**GOAL OF THE EXERCISE:** Show all lines containing "arrived" from the data below.

(Collection entries)
++++++++++++++++++++
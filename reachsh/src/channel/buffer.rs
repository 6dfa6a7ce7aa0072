//! Accumulating output buffer for a single dialogue.
//!
//! The buffer grows for the lifetime of one command. Two offsets split it:
//! the end of the echoed command line, and the "scanned-so-far" mark that is
//! moved past a wait string once it has been answered. Prompt matching only
//! looks at the tail of the live region, the same tail-search trick scrapli
//! uses to keep large outputs cheap.

use memchr::memmem;
use regex::bytes::Regex;

/// Buffer for accumulating shell output and locating the live region.
#[derive(Debug)]
pub struct OutputBuffer {
    /// Accumulated output with `" \r"` wrap artifacts removed.
    buffer: Vec<u8>,

    /// Offset just past the first occurrence of the echoed command.
    echo_end: Option<usize>,

    /// Offset past the last answered wait string.
    mark: Option<usize>,

    /// How many bytes from the end of the live region prompt regexes see.
    search_depth: usize,

    /// A `\r` after a space, withheld until the next byte shows whether it
    /// ends a line or a wrap.
    held_cr: bool,
}

impl OutputBuffer {
    /// Create an empty buffer with the given prompt search depth.
    pub fn new(search_depth: usize) -> Self {
        Self {
            buffer: Vec::with_capacity(4096),
            echo_end: None,
            mark: None,
            search_depth,
            held_cr: false,
        }
    }

    /// Append raw channel bytes.
    ///
    /// Terminals insert `" \r"` when a long line wraps; the pair is dropped
    /// here, including when it straddles two reads. A `" \r"` followed by
    /// `\n` is a real trailing space and is kept, so a trailing `\r` is held
    /// back until the next byte arrives.
    pub fn extend(&mut self, data: &[u8]) {
        for &byte in data {
            if self.held_cr {
                self.held_cr = false;
                if byte == b'\n' || self.buffer.len() <= self.floor() {
                    self.buffer.push(b'\r');
                } else {
                    self.buffer.pop();
                }
            }
            if byte == b'\r' && self.buffer.len() > self.floor() && self.buffer.last() == Some(&b' ') {
                self.held_cr = true;
                continue;
            }
            self.buffer.push(byte);
        }
    }

    /// Offset below which wrap artifacts are no longer removed.
    fn floor(&self) -> usize {
        self.mark.unwrap_or(0).max(self.echo_end.unwrap_or(0))
    }

    /// Locate the echoed command, remembering where it ends.
    ///
    /// Returns `None` until the full echo has arrived.
    pub fn locate_echo(&mut self, command: &str) -> Option<usize> {
        if self.echo_end.is_none() {
            let needle = command.as_bytes();
            self.echo_end = memmem::find(&self.buffer, needle).map(|pos| pos + needle.len());
        }
        self.echo_end
    }

    /// Offset just past the echoed command, once located.
    pub fn echo_end(&self) -> Option<usize> {
        self.echo_end
    }

    /// Offset where the region still to be scanned begins.
    ///
    /// Before any wait string was answered this is the end of the echo;
    /// afterwards it is the mark. `None` while the echo is still missing.
    pub fn region_start(&self) -> Option<usize> {
        self.mark.or(self.echo_end)
    }

    /// The region still to be scanned, or `None` before the echo arrived.
    pub fn new_region(&self) -> Option<&[u8]> {
        self.region_start().map(|start| &self.buffer[start..])
    }

    /// Move the mark to the end of the buffer so answered output is not
    /// matched again.
    pub fn advance_mark(&mut self) {
        self.mark = Some(self.buffer.len());
    }

    /// Search the tail of the live region for a prompt pattern.
    ///
    /// Returned offsets are absolute within the buffer.
    pub fn search_region_tail(&self, pattern: &Regex) -> Option<(usize, usize)> {
        let start = self.region_start()?;
        let tail_start = self.buffer.len().saturating_sub(self.search_depth).max(start);
        pattern
            .find(&self.buffer[tail_start..])
            .map(|m| (tail_start + m.start(), tail_start + m.end()))
    }

    /// Check whether a literal occurs in the live region.
    pub fn region_contains(&self, needle: &str) -> bool {
        self.new_region()
            .is_some_and(|region| memmem::find(region, needle.as_bytes()).is_some())
    }

    /// Check whether a literal occurs anywhere after the echoed command.
    ///
    /// Always false before the echo was located, so text that only appears
    /// in the command line itself never counts as output.
    pub fn output_contains(&self, needle: &str) -> bool {
        self.echo_end
            .is_some_and(|start| memmem::find(&self.buffer[start..], needle.as_bytes()).is_some())
    }

    /// Slice of the buffer between two offsets.
    pub fn slice(&self, start: usize, end: usize) -> &[u8] {
        &self.buffer[start.min(self.buffer.len())..end.min(self.buffer.len())]
    }

    /// Get a reference to the buffer contents.
    pub fn as_slice(&self) -> &[u8] {
        &self.buffer
    }

    /// Get the buffer contents as a string (lossy UTF-8 conversion).
    pub fn as_str_lossy(&self) -> std::borrow::Cow<'_, str> {
        String::from_utf8_lossy(&self.buffer)
    }

    /// Get the current buffer length.
    pub fn len(&self) -> usize {
        self.buffer.len()
    }

    /// Check if the buffer is empty.
    pub fn is_empty(&self) -> bool {
        self.buffer.is_empty()
    }
}

impl Default for OutputBuffer {
    fn default() -> Self {
        Self::new(4096)
    }
}

#[cfg(test)]
mod tests {
    use super::*;

    #[test]
    fn test_wrap_artifact_removed() {
        let mut buffer = OutputBuffer::default();
        buffer.extend(b"echo a very long \rline\r\n");
        assert_eq!(buffer.as_slice(), b"echo a very longline\r\n");
    }

    #[test]
    fn test_wrap_artifact_across_reads() {
        let mut buffer = OutputBuffer::default();
        buffer.extend(b"abc ");
        buffer.extend(b"\rdef");
        assert_eq!(buffer.as_slice(), b"abcdef");
    }

    #[test]
    fn test_region_waits_for_echo() {
        let mut buffer = OutputBuffer::default();
        buffer.extend(b"uname -");
        assert_eq!(buffer.locate_echo("uname -a"), None);
        assert!(buffer.new_region().is_none());

        buffer.extend(b"a\r\nLinux box\r\n$ ");
        assert_eq!(buffer.locate_echo("uname -a"), Some(8));
        assert_eq!(buffer.new_region().unwrap(), b"\r\nLinux box\r\n$ ");
    }

    #[test]
    fn test_mark_hides_answered_output() {
        let mut buffer = OutputBuffer::default();
        buffer.extend(b"passwd\r\nNew password: ");
        buffer.locate_echo("passwd");
        assert!(buffer.region_contains("New"));

        buffer.advance_mark();
        assert!(!buffer.region_contains("New"));
        assert_eq!(buffer.new_region().unwrap(), b"");

        buffer.extend(b"\r\nRetype new password: ");
        assert!(buffer.region_contains("Retype"));
        // Older output is still part of the buffer.
        assert!(buffer.output_contains("New password"));
    }

    #[test]
    fn test_tail_search_offsets() {
        let mut buffer = OutputBuffer::new(16);
        buffer.extend(b"ls\r\n");
        buffer.locate_echo("ls");
        buffer.extend(&[b'x'; 100]);
        buffer.extend(b"\r\nhost$ ");

        let prompt = Regex::new(r"[$#>]( )?$").unwrap();
        let (start, end) = buffer.search_region_tail(&prompt).unwrap();
        assert_eq!(buffer.slice(start, end), b"$ ");
        assert_eq!(end, buffer.len());
    }

    #[test]
    fn test_tail_search_ignores_old_output() {
        let mut buffer = OutputBuffer::new(10);
        buffer.extend(b"cmd\r\nrouter#");
        buffer.locate_echo("cmd");
        buffer.extend(&[b'x'; 100]);

        let pattern = Regex::new(r"router#").unwrap();
        assert!(buffer.search_region_tail(&pattern).is_none());
        assert!(pattern.is_match(buffer.as_slice()));
    }

    #[test]
    fn test_trailing_space_before_newline_kept() {
        let mut buffer = OutputBuffer::default();
        buffer.extend(b"ls \r\nfile1 \r\n$ ");
        assert_eq!(buffer.as_slice(), b"ls \r\nfile1 \r\n$ ");
        assert_eq!(buffer.locate_echo("ls "), Some(3));
    }

    #[test]
    fn test_trailing_space_split_across_reads() {
        let mut buffer = OutputBuffer::default();
        buffer.extend(b"ls \r");
        buffer.extend(b"\nfile1");
        assert_eq!(buffer.as_slice(), b"ls \r\nfile1");

        let mut wrapped = OutputBuffer::default();
        wrapped.extend(b"ls \r");
        wrapped.extend(b"-la");
        assert_eq!(wrapped.as_slice(), b"ls-la");
    }

    #[test]
    fn test_output_excludes_echo() {
        let mut buffer = OutputBuffer::default();
        buffer.extend(b"sudo -k; sudo id\r\nuid=1000(ops)");
        assert!(!buffer.output_contains("sudo"));

        buffer.locate_echo("sudo -k; sudo id");
        assert!(!buffer.output_contains("sudo"));
        assert!(buffer.output_contains("uid="));
    }
}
++++++++++++++++++++
**FINISHED EXERCISE:**
    /// Returns `None` until the full echo has arrived.
    /// The region still to be scanned, or `None` before the echo arrived.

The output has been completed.